**Exercise description**. Show all lines from the data that include the word "keys".

**Extracted material**.
********************

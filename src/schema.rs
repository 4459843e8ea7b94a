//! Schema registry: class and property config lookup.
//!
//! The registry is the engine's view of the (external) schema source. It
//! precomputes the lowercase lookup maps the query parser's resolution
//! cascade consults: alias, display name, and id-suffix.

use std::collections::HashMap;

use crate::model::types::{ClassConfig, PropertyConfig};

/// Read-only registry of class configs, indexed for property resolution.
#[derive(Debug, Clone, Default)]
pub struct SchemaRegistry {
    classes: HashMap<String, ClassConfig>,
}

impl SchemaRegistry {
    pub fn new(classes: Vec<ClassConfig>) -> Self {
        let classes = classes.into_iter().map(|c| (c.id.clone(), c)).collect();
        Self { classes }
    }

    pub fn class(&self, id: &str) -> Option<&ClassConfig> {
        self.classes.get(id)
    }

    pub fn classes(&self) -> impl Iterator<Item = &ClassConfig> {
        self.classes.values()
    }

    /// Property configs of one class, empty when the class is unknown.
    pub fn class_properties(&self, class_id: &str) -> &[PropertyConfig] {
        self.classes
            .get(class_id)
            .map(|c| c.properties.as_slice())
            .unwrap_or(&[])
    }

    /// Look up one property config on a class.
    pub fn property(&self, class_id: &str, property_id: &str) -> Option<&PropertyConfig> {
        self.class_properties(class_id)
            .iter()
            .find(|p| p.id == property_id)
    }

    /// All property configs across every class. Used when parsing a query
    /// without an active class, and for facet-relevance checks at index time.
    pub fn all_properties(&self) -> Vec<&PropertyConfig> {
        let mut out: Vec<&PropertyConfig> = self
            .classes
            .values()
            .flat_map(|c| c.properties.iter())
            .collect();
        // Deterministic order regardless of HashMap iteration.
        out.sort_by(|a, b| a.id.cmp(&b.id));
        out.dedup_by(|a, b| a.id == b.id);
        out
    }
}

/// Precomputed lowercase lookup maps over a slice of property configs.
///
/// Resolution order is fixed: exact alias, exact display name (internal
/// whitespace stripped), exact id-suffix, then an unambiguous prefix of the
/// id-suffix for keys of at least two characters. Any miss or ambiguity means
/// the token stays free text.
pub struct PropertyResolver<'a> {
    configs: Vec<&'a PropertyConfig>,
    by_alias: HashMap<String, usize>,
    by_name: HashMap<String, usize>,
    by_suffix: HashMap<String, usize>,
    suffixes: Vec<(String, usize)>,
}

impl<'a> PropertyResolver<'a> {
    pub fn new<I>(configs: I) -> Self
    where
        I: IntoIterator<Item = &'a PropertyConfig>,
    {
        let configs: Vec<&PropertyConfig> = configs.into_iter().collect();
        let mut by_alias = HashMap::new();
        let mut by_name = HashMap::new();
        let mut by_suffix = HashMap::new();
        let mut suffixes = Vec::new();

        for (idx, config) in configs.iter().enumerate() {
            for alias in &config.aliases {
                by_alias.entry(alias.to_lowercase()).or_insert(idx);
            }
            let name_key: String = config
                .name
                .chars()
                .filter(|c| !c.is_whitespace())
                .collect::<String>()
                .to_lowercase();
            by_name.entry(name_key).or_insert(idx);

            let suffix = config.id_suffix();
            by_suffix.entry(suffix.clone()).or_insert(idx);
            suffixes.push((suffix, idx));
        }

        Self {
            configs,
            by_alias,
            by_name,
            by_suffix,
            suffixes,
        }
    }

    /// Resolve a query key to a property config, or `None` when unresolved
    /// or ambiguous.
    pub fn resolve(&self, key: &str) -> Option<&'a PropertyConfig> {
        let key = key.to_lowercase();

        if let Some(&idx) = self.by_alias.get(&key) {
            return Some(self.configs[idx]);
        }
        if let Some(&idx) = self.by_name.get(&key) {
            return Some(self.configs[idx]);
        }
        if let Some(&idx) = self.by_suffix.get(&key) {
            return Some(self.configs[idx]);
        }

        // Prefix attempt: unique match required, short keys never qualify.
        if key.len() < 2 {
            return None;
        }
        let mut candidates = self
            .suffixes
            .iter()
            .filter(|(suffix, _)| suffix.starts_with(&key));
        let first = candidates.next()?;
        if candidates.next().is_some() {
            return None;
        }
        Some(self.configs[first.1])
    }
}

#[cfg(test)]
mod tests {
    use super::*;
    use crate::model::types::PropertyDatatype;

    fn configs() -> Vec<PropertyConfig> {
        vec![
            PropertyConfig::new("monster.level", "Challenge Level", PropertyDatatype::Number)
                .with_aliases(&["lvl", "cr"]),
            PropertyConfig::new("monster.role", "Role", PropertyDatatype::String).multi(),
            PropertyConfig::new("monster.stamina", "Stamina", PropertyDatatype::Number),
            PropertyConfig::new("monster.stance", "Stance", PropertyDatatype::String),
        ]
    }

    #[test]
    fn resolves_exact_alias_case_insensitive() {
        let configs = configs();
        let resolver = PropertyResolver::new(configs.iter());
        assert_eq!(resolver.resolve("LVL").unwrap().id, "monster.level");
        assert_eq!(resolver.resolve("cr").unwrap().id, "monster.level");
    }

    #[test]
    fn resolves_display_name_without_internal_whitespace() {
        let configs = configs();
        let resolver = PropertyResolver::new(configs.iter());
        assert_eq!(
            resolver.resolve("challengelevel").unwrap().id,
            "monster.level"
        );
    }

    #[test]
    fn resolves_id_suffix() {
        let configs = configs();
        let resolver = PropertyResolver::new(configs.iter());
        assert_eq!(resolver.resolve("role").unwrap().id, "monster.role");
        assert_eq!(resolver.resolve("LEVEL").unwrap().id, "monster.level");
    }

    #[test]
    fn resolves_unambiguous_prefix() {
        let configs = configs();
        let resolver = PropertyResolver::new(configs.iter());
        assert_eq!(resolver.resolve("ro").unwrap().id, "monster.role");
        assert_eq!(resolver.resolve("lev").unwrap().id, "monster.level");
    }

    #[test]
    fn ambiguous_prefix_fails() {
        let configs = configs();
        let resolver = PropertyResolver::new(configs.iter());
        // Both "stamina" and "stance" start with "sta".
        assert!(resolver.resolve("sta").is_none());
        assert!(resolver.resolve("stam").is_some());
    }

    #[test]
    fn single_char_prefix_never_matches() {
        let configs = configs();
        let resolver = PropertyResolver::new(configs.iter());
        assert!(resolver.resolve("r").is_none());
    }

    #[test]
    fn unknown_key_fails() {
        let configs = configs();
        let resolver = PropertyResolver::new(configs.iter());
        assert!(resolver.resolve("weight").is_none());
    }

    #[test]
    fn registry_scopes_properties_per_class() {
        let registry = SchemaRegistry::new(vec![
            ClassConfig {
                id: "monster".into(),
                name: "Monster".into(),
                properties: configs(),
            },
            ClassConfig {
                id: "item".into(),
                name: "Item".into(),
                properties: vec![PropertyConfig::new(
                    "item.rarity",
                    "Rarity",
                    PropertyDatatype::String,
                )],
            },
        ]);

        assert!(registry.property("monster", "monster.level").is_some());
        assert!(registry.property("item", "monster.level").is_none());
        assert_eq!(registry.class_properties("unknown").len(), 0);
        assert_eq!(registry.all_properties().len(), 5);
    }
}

********************

**Result of this exercise**.
/// id-suffix for keys of at least two characters. Any miss or ambiguity means
        // Prefix attempt: unique match required, short keys never qualify.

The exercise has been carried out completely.